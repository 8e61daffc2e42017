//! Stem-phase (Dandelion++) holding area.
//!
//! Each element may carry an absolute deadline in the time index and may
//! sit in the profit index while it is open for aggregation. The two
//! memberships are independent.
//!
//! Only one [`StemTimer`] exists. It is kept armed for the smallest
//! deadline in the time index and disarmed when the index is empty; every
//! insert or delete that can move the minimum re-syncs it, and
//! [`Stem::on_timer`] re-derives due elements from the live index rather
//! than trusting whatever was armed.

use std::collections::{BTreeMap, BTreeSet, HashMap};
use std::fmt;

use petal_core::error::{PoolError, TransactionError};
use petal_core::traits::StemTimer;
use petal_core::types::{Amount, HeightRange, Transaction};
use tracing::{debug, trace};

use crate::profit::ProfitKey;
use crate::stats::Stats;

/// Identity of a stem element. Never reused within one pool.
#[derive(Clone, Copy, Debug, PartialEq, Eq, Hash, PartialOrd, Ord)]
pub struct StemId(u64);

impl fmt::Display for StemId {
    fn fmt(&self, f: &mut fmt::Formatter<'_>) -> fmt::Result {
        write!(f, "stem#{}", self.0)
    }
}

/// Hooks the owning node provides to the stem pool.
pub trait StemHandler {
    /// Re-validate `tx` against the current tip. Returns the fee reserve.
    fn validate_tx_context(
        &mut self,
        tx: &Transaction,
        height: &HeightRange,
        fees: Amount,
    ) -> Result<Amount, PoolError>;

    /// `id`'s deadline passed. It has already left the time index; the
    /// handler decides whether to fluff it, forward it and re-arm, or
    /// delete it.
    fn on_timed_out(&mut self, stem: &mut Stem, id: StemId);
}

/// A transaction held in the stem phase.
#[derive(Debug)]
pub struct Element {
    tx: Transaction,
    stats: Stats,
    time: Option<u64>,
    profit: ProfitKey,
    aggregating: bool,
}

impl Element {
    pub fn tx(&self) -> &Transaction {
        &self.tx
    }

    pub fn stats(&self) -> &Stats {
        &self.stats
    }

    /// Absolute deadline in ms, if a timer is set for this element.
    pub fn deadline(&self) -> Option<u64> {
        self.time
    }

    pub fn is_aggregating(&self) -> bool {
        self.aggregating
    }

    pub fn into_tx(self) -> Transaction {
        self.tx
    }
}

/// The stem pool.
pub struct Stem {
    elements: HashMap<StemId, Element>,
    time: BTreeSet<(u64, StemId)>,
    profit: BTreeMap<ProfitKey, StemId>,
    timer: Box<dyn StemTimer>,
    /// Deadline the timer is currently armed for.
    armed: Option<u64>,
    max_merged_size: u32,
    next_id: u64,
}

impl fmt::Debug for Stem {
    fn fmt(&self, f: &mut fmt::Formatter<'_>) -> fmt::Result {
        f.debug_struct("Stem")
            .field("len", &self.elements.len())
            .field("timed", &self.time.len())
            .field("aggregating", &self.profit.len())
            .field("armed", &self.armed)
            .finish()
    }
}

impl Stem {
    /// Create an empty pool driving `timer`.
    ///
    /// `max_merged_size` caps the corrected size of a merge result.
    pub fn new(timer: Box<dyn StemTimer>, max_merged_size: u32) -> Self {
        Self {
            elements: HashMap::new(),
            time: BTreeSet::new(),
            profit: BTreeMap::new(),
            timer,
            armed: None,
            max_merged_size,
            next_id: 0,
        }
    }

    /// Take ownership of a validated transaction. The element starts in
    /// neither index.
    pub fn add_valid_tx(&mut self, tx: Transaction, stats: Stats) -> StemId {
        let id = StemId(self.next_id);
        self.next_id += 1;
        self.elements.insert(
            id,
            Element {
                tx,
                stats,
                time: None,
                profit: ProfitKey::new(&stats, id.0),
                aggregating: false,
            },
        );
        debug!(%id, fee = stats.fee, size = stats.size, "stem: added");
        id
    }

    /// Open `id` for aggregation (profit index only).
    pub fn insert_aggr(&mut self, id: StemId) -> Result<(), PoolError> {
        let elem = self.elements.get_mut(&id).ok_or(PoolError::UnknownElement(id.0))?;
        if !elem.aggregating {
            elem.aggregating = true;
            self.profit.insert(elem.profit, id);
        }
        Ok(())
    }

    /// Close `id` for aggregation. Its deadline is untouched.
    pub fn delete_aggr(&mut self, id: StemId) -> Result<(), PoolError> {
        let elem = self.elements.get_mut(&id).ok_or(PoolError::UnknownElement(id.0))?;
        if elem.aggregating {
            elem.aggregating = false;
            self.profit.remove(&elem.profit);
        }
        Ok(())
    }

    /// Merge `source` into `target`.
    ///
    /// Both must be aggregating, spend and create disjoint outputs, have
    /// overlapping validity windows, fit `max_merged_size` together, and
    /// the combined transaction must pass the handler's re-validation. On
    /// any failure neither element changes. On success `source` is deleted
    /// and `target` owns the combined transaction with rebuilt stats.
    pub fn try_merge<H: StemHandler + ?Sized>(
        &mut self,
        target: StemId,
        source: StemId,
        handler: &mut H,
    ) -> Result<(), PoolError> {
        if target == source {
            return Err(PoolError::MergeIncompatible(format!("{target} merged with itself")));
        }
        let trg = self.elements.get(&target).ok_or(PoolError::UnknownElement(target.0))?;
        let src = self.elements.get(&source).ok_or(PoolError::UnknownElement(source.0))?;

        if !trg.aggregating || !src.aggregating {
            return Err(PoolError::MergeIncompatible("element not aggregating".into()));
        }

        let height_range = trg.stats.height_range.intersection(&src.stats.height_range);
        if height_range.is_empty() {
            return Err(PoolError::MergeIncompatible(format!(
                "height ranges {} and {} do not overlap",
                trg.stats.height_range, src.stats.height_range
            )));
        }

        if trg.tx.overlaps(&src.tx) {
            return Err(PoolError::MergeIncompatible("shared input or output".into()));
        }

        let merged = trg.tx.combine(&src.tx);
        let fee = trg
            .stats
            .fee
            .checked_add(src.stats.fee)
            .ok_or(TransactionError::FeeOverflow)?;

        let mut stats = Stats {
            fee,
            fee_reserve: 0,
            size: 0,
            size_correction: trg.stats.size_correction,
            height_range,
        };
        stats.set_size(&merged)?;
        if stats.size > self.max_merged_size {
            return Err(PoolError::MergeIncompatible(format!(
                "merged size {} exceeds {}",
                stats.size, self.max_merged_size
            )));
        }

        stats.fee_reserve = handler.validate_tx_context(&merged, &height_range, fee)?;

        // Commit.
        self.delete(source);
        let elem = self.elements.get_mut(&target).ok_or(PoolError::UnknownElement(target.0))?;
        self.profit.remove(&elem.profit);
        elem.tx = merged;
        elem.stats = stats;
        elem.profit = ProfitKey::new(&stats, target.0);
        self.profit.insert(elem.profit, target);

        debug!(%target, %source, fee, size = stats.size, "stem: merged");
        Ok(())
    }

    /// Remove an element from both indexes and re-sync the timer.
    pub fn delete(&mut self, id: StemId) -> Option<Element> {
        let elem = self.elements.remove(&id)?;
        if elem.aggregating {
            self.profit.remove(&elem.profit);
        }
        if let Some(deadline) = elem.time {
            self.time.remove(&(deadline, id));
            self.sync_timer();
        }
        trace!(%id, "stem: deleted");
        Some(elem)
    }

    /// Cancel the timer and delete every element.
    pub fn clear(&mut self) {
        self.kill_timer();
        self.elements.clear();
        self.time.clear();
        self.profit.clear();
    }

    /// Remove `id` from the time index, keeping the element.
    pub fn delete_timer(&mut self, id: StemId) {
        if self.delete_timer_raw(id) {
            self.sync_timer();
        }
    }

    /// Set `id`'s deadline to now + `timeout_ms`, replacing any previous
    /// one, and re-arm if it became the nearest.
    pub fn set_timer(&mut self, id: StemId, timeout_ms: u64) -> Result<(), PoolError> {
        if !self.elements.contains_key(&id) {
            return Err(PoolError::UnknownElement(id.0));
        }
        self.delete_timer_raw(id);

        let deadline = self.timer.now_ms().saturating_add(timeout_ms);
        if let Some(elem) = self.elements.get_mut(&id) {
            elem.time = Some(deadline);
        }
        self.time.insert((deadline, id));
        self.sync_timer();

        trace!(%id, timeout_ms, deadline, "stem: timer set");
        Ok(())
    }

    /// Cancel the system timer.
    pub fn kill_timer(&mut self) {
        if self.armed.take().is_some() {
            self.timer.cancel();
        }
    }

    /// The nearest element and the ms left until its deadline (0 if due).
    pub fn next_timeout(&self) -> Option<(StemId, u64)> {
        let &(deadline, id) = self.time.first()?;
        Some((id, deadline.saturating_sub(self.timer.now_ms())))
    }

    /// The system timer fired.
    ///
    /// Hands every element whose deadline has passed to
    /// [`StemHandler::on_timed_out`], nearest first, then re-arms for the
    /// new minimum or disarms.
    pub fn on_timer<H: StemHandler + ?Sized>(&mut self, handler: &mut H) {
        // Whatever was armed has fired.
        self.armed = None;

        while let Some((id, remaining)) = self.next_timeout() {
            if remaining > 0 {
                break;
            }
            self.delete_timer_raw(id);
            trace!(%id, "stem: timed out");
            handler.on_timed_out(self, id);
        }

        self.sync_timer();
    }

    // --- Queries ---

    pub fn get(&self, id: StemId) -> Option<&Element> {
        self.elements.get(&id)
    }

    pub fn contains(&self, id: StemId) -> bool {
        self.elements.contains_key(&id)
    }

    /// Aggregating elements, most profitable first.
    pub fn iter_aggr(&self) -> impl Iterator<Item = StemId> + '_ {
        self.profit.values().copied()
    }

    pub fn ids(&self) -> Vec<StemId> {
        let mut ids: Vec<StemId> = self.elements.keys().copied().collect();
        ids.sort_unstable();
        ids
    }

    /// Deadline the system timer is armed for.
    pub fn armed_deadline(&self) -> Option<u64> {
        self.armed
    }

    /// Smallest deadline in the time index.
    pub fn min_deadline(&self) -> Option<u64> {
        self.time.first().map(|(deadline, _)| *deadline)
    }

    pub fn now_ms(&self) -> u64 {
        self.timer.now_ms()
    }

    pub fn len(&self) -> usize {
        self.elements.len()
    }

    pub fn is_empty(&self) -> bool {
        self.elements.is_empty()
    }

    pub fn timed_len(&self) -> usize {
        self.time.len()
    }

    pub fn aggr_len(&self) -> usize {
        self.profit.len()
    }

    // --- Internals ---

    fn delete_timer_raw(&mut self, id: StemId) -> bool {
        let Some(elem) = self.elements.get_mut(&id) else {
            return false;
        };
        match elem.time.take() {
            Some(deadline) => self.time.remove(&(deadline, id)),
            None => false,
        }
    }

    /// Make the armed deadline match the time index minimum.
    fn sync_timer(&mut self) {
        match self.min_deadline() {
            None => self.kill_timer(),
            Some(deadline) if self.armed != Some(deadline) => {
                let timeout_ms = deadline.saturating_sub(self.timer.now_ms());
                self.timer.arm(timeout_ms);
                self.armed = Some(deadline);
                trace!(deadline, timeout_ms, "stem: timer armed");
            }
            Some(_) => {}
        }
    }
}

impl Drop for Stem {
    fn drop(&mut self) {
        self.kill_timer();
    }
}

^^^^

### [Task prompt]
The lines wanted are those from the one holding "Some(deadline) if self.armed" through the final line of the listing; print them exactly.

### [Exercise answer]
            Some(deadline) if self.armed != Some(deadline) => {
                let timeout_ms = deadline.saturating_sub(self.timer.now_ms());
                self.timer.arm(timeout_ms);
                self.armed = Some(deadline);
                trace!(deadline, timeout_ms, "stem: timer armed");
            }
            Some(_) => {}
        }
    }
}

impl Drop for Stem {
    fn drop(&mut self) {
        self.kill_timer();
    }
}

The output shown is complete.